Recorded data
[Start of Attachment]
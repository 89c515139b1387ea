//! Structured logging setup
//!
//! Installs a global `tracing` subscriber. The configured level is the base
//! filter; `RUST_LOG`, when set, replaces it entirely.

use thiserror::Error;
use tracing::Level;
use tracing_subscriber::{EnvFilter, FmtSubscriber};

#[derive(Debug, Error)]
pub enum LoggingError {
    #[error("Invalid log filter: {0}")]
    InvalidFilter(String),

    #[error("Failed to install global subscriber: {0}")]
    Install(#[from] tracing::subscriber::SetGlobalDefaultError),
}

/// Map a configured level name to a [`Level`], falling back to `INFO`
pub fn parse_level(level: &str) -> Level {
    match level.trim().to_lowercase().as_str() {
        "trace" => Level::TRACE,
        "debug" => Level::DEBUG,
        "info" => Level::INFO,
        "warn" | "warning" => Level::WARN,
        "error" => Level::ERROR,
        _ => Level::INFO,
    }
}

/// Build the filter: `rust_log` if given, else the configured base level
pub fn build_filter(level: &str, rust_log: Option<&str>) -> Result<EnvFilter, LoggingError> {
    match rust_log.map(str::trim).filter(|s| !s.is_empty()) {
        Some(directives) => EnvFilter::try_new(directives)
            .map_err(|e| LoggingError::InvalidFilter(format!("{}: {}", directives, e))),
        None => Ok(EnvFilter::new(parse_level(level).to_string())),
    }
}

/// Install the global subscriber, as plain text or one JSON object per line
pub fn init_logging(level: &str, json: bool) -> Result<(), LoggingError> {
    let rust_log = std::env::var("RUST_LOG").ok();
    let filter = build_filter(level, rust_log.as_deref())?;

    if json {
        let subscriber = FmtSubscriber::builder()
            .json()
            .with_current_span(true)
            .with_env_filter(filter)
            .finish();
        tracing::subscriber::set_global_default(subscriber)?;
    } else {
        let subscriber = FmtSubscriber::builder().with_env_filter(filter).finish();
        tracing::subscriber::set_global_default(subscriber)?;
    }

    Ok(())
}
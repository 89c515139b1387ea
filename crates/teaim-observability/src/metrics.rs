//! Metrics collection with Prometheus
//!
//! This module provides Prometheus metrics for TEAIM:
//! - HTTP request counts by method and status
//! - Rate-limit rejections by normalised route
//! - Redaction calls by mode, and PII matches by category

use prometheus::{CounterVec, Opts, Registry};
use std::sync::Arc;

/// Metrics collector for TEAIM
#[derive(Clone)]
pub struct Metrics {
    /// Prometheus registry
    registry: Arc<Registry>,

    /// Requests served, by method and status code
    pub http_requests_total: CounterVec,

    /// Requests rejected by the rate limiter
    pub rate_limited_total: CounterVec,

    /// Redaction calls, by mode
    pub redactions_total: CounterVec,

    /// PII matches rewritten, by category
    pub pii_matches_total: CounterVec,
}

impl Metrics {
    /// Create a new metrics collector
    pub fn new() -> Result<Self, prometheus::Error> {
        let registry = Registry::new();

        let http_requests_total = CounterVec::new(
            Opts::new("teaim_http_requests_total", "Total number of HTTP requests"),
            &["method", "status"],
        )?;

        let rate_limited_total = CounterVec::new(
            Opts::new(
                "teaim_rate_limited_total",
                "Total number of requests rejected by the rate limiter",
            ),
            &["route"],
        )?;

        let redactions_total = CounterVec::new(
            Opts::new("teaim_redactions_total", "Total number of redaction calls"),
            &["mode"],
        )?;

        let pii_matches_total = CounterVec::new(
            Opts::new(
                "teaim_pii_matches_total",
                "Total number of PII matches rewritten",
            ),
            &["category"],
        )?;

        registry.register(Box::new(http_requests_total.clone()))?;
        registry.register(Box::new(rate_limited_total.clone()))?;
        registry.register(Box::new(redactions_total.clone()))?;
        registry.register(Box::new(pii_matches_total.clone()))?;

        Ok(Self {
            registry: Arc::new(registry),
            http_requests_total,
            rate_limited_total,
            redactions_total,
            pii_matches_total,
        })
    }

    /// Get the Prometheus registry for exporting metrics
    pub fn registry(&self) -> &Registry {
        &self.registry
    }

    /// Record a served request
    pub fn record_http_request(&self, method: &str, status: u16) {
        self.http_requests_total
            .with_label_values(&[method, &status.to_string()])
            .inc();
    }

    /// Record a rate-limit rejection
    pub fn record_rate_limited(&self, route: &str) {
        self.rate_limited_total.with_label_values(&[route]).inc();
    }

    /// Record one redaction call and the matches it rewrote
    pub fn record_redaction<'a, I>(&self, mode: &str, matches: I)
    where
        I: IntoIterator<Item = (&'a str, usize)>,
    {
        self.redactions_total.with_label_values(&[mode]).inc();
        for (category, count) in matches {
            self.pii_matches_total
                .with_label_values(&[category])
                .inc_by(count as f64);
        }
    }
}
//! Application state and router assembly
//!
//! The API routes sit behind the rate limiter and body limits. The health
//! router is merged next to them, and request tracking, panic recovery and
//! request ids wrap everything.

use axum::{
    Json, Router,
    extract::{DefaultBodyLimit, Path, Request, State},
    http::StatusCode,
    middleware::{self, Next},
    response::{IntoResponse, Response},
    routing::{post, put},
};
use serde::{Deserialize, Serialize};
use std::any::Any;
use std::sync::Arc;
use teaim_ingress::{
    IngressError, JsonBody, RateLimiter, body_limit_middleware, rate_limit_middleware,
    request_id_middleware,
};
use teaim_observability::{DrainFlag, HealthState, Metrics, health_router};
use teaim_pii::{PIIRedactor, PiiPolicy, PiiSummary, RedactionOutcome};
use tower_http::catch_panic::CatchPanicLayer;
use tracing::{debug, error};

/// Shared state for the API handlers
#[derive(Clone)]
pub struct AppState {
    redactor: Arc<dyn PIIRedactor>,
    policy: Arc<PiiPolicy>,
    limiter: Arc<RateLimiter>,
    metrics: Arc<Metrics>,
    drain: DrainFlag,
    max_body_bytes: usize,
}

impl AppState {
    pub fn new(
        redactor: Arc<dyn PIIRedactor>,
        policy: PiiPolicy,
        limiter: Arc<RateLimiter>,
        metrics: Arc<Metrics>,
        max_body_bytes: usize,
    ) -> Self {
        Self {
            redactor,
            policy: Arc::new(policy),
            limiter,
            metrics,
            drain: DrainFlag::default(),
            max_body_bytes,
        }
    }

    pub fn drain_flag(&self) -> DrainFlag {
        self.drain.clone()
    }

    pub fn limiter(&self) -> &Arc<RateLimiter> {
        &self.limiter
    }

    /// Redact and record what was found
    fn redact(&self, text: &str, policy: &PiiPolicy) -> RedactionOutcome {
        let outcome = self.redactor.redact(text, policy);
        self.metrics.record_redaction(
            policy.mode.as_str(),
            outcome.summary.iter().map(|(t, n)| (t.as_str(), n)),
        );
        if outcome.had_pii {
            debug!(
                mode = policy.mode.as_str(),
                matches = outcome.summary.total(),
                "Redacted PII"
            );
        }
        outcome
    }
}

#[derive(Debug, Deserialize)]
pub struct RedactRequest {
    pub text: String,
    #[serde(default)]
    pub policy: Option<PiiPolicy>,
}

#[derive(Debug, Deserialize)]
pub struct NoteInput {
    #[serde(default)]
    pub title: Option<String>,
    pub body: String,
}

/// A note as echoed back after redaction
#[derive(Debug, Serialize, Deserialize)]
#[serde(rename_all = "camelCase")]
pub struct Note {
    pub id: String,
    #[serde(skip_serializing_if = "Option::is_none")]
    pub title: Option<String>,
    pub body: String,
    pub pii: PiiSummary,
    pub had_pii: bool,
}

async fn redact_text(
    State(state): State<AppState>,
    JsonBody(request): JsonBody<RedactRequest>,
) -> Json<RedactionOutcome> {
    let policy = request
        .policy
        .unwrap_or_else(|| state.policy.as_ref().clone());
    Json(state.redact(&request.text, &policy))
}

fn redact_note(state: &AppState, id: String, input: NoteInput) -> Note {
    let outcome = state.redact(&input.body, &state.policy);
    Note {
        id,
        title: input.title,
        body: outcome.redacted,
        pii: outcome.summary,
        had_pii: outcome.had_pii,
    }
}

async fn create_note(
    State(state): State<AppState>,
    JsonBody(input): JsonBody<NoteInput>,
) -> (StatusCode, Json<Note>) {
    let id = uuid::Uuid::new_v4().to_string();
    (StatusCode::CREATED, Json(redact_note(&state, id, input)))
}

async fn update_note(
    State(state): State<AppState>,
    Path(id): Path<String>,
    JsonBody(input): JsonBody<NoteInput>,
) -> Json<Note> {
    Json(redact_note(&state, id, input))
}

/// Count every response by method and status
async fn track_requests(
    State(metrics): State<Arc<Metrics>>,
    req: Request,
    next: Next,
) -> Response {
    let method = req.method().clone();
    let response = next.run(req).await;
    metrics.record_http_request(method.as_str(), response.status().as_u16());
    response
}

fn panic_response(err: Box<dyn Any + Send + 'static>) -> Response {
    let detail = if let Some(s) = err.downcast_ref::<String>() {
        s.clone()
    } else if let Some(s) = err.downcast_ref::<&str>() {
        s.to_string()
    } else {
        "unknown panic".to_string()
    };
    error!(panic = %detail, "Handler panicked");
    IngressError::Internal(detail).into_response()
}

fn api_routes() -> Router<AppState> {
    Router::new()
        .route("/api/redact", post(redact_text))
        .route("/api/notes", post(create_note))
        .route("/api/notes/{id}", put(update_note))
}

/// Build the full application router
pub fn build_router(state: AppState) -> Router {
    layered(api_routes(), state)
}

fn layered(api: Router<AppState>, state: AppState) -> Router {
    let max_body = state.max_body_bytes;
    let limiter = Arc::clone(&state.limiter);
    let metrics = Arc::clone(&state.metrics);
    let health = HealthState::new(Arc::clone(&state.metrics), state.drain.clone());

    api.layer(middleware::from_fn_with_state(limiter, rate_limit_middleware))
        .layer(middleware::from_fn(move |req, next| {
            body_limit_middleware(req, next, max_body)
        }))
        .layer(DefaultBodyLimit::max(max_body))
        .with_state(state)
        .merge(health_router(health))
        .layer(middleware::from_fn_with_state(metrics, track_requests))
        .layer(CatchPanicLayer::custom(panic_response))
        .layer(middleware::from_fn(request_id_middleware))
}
[End of Attachment]
WORK ORDER
Scan the data for the string "trim" and copy each line in which it occurs.

WRITTEN RESPONSE
    match level.trim().to_lowercase().as_str() {
    match rust_log.map(str::trim).filter(|s| !s.is_empty()) {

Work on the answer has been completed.